Skocz do zawartości

Rekomendowane odpowiedzi

Opublikowano

Witam, jestem tutaj nowy ale przygoda rybkami zaczęła się dawno temu:) Teraz chce założyć malawi. Mam pytanie odnośnie grzałki. Baniak 200L i chcę do niego grzałkę PLASTIKOWĄ o mocy 60W czy to wystarczy?(dużo kamieni z jury kr-cz) i filtr mam zamiar kupić AquaEL FAN3 Plus 700l/h (piszą że wystarczy jak się woda 2 razy w ciągu godziny przefiltruje) wystarczy? niestety nie stać mnie na filtr zewnętrzny.


Pozdrawiam!!

Opublikowano

na jednym filtrze i to w dodatku tak malym na pewno bedzie Ci ciezko, pokusilbym sie nawet o stwierdzenie, ze bedzie to awykonalne

co do mocy grzalki to jesli w mieszkaniu masz w miare cieplo, to powinna wystarczyc

Opublikowano

planuje mieć 15 sztuk ryb odliczając te kamienie, dno to w sumie wody w akwarium będzie około 140-160L a przecież ten filtr przeznaczony jest do akwariów do 250L. Jaki inny filtr wewnętrzny mi proponujecie (zewnętrzny nie wchodzi w grę) żeby podołał (nie chce kaskady ani pod żwirowego)

czy filtr o przepustowości 1000L/h wystarczy? i czy ma być włączony zawsze na full?


Pozdrawiam!!

Opublikowano

15 ryb to jest max na takie akwa gdzie przy pełnej filtracji z kubełkiem to ledwo co by dawało się utrzymąć parametry wody w ryzach bo NO3 rosło by szybko ale choć inne związki azotowe by uległu rozkładowi w kuble. Przy 15 dorosłych pysiach i tylko tym wewnetrznym to już kaszana bo wewnetrzny nie przemieli takich ilości zanieczyszczeń, w dodatku przy jednym filtrze i to wewnetrznym trzeba go często płukać/czyścić a przy tak obciążonym zbiorniku to każda ingerenca w filtr grozi katastrofą.

To ze producent napisał że jest to filtr do akwa o max poj 250 l niewiele znaczy, bo są akwaria i akwaria i różne obsady. w Malawi masz bardzo brudzące ryby i praktycznie brak lub niewiele roślin wiec z całym czyszczeniem musi dac rade filtracja. Nie przeczę że ten Twój FAN3 nadaje się do nawet 250l ale pod warunkim że będzie to akwarium holenderskie z obsadą 20 neonków a i pewnie nawet w takim przypadku "rolnicy" by taki układ wysmiali.

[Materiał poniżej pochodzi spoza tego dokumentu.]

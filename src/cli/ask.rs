use std::path::PathBuf;
use std::sync::Arc;

use anyhow::{Context, Result};
use clap::Args;
use scoped_rag::pipeline::{
    CandidateFileSearch, RetrievalPipeline, SnippetAnswerGenerator, StaticIdentity, DEFAULT_TOP_K,
};
use scoped_rag_core_types::Subject;
use serde_json::json;

use super::context::CliContext;
use super::output::{print_json, OutputFormat};

#[derive(Args, Clone, Debug)]
pub struct AskArgs {
    /// Verified subject (e.g. an email address)
    #[arg(long)]
    pub subject: String,

    /// Question to answer
    #[arg(long, short = 'q')]
    pub question: String,

    /// Candidate chunks standing in for the vector store (JSON or YAML)
    #[arg(long, value_name = "FILE")]
    pub candidates: PathBuf,

    /// Chunk-to-resource manifest; without it the `id` metadata key is used
    #[arg(long, value_name = "FILE")]
    pub manifest: Option<PathBuf>,

    /// File grants for the local authorization adapter
    #[arg(long, value_name = "FILE")]
    pub grants: Option<PathBuf>,

    /// Number of candidates taken from similarity search
    #[arg(long, default_value_t = DEFAULT_TOP_K)]
    pub top_k: usize,
}

pub async fn cmd_ask(args: AskArgs, ctx: &CliContext) -> Result<()> {
    let subject = Subject::new(args.subject.as_str()).context("Invalid subject")?;
    let search = CandidateFileSearch::from_path(&args.candidates)?;
    let filter = ctx.retrieval_filter(args.grants.as_deref(), args.manifest.as_deref())?;

    let pipeline = RetrievalPipeline::new(
        Arc::new(search),
        Arc::new(filter),
        Arc::new(SnippetAnswerGenerator::default()),
    )
    .with_top_k(args.top_k);
    let session = pipeline.login(&StaticIdentity::new(subject)).await?;
    let answer = pipeline.ask(&session, &args.question).await?;

    match ctx.output() {
        OutputFormat::Json => print_json(&json!({
            "question": args.question,
            "answer": answer,
        })),
        OutputFormat::Human => {
            println!("{answer}");
            Ok(())
        }
    }
}
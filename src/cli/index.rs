use std::path::PathBuf;

use anyhow::{Context, Result};
use clap::Args;
use scoped_rag_resource_index::{load_manifest_from_path, ManifestResourceIndex};
use serde_json::json;

use super::context::CliContext;
use super::output::{print_json, OutputFormat};

#[derive(Args, Clone, Debug)]
pub struct IndexArgs {
    /// Chunk-to-resource manifest produced at ingestion (JSON or YAML)
    #[arg(long, value_name = "FILE")]
    pub manifest: PathBuf,
}

pub fn cmd_index(args: IndexArgs, ctx: &CliContext) -> Result<()> {
    let manifest = load_manifest_from_path(&args.manifest)
        .with_context(|| format!("Failed to load manifest from {}", args.manifest.display()))?;
    let version = manifest.version;
    let index =
        ManifestResourceIndex::from_manifest(manifest).context("Manifest contains invalid entries")?;

    match ctx.output() {
        OutputFormat::Json => print_json(&json!({
            "version": version,
            "chunks": index.chunk_count(),
            "resources": index.resource_count(),
            "removed": index.removed_count(),
        })),
        OutputFormat::Human => {
            println!("Manifest v{version}: {}", args.manifest.display());
            println!("- Chunks: {}", index.chunk_count());
            println!("- Resources: {}", index.resource_count());
            println!("- Removed resources: {}", index.removed_count());
            Ok(())
        }
    }
}
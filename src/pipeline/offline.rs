//! File-backed collaborators for running the pipeline without a vector
//! store or a language model.

use std::collections::HashSet;
use std::fs;
use std::path::Path;

use async_trait::async_trait;
use scoped_rag_core_types::{Chunk, Subject};
use serde::Deserialize;

use super::{AnswerGenerator, IdentityVerifier, SimilaritySearch};
use crate::errors::PipelineError;

/// Subject that was verified before the process started.
pub struct StaticIdentity {
    subject: Subject,
}

impl StaticIdentity {
    pub fn new(subject: Subject) -> Self {
        Self { subject }
    }
}

#[async_trait]
impl IdentityVerifier for StaticIdentity {
    async fn verify(&self) -> Result<Subject, PipelineError> {
        if self.subject.is_blank() {
            return Err(PipelineError::Identity("subject is empty".into()));
        }
        Ok(self.subject.clone())
    }
}

#[derive(Deserialize)]
#[serde(untagged)]
enum CandidateFile {
    Wrapped { chunks: Vec<Chunk> },
    Bare(Vec<Chunk>),
}

/// Parses a ranked candidate list, JSON first with a YAML fallback.
/// Chunks are returned ordered by their `rank`.
pub fn parse_candidates_str(raw: &str) -> Result<Vec<Chunk>, PipelineError> {
    let parsed: CandidateFile = match serde_json::from_str(raw) {
        Ok(file) => file,
        Err(json_err) => serde_yaml::from_str(raw).map_err(|yaml_err| {
            PipelineError::Search(format!(
                "candidate list is neither JSON ({json_err}) nor YAML ({yaml_err})"
            ))
        })?,
    };
    let mut chunks = match parsed {
        CandidateFile::Wrapped { chunks } | CandidateFile::Bare(chunks) => chunks,
    };
    chunks.sort_by_key(|chunk| chunk.rank);
    Ok(chunks)
}

pub fn load_candidates(path: impl AsRef<Path>) -> Result<Vec<Chunk>, PipelineError> {
    let path = path.as_ref();
    let raw = fs::read_to_string(path)
        .map_err(|err| PipelineError::Search(format!("{}: {err}", path.display())))?;
    parse_candidates_str(&raw)
}

/// Ranks a fixed candidate list by query term overlap.
pub struct CandidateFileSearch {
    chunks: Vec<Chunk>,
}

impl CandidateFileSearch {
    pub fn new(chunks: Vec<Chunk>) -> Self {
        Self { chunks }
    }

    pub fn from_path(path: impl AsRef<Path>) -> Result<Self, PipelineError> {
        load_candidates(path).map(Self::new)
    }

    pub fn len(&self) -> usize {
        self.chunks.len()
    }

    pub fn is_empty(&self) -> bool {
        self.chunks.is_empty()
    }
}

fn terms(text: &str) -> HashSet<String> {
    text.split(|c: char| !c.is_alphanumeric())
        .filter(|term| term.len() > 1)
        .map(str::to_lowercase)
        .collect()
}

fn searchable_text(chunk: &Chunk) -> String {
    let mut text = chunk.text.clone();
    for key in ["name", "summary"] {
        if let Some(value) = chunk.metadata.get(key) {
            text.push(' ');
            text.push_str(value);
        }
    }
    text
}

#[async_trait]
impl SimilaritySearch for CandidateFileSearch {
    async fn search(&self, query: &str, k: usize) -> Result<Vec<Chunk>, PipelineError> {
        let wanted = terms(query);
        let mut scored: Vec<(usize, &Chunk)> = self
            .chunks
            .iter()
            .map(|chunk| {
                let overlap = terms(&searchable_text(chunk))
                    .intersection(&wanted)
                    .count();
                (overlap, chunk)
            })
            .collect();
        // Stable: equal overlap keeps the file's rank order.
        scored.sort_by(|a, b| b.0.cmp(&a.0));

        Ok(scored
            .into_iter()
            .take(k)
            .enumerate()
            .map(|(position, (overlap, chunk))| {
                let score = if wanted.is_empty() {
                    0.0
                } else {
                    overlap as f32 / wanted.len() as f32
                };
                let mut ranked = chunk.clone().with_score(score);
                ranked.rank = position as u32 + 1;
                ranked
            })
            .collect())
    }
}

pub const DEFAULT_SUMMARY_CHARS: usize = 300;

/// Renders `Name:` / `Source:` / `Summary:` blocks from the context chunks.
pub struct SnippetAnswerGenerator {
    summary_chars: usize,
}

impl Default for SnippetAnswerGenerator {
    fn default() -> Self {
        Self {
            summary_chars: DEFAULT_SUMMARY_CHARS,
        }
    }
}

impl SnippetAnswerGenerator {
    pub fn with_summary_chars(summary_chars: usize) -> Self {
        Self { summary_chars }
    }

    fn snippet(&self, chunk: &Chunk) -> String {
        let name = chunk
            .metadata
            .get("name")
            .map(String::as_str)
            .unwrap_or_else(|| chunk.id.as_str());
        let source = chunk
            .metadata
            .get("source")
            .map(String::as_str)
            .unwrap_or("unknown");
        let content = chunk
            .metadata
            .get("summary")
            .filter(|summary| !summary.trim().is_empty())
            .unwrap_or(&chunk.text);
        format!(
            "Name: {name}\nSource: {source}\nSummary: {}",
            truncate(content.trim(), self.summary_chars)
        )
    }
}

fn truncate(text: &str, max_chars: usize) -> String {
    match text.char_indices().nth(max_chars) {
        Some((cut, _)) => format!("{}...", text[..cut].trim_end()),
        None => text.to_string(),
    }
}

#[async_trait]
impl AnswerGenerator for SnippetAnswerGenerator {
    async fn answer(&self, _question: &str, context: &[Chunk]) -> Result<String, PipelineError> {
        Ok(context
            .iter()
            .map(|chunk| self.snippet(chunk))
            .collect::<Vec<_>>()
            .join("\n\n"))
    }
}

Niestety ale bez kubełka ja osobiście bym się nie podjoł prowadzenia Malawi, bo imho nawet duży wewnętrzny z komorą bio na ceramikę jakoś mnie nie przekonuje.

Opublikowano

PTB_PL - chodzi o to, że ważna jest filtracja biologiczna (czyli rozkładanie szkodliwych związków azotowych), której filtr wewnętrzny nie posiada w takim wymiarze jak np. kubełek. Dlatego ja też jestem na "nie" gdy chodzi o małe malawi z samym wewnętrznym.

Opublikowano
a jaki byście radzili zewnętrzny (najtańszy) i wewnętrzny do takiego "małego" malawi?


czy coś takiego było by ok? http://allegro.pl/item208010192_filtr_zewnetrzny_kanistrowy_1200_l_h_5l_gratis.html



Na temat tego filtra co w linku to si nie wypowiem bo po prostu nie znam tego producenta nic a nic, i o ile pamietam to na forum nikt sie o nim nie wypowiadał więc mimo ze dane techniczne nie wyglądaja najgorzej to nic niewiemy o jego niezawodności/waryjności oraz komforcie obsługi itd To z czym się niezgodze to jego oszzcęsność bo prądu dosć dużo pobiera - a to juz ekonomiczne nie jest na dłuższą mete, pozatym duży przepływ a mała pojemnosć to też nie tak bo w biologu to raczej na odwrót, stawiamy na większe złoże a przepływ ma drugorzedne znaczenie.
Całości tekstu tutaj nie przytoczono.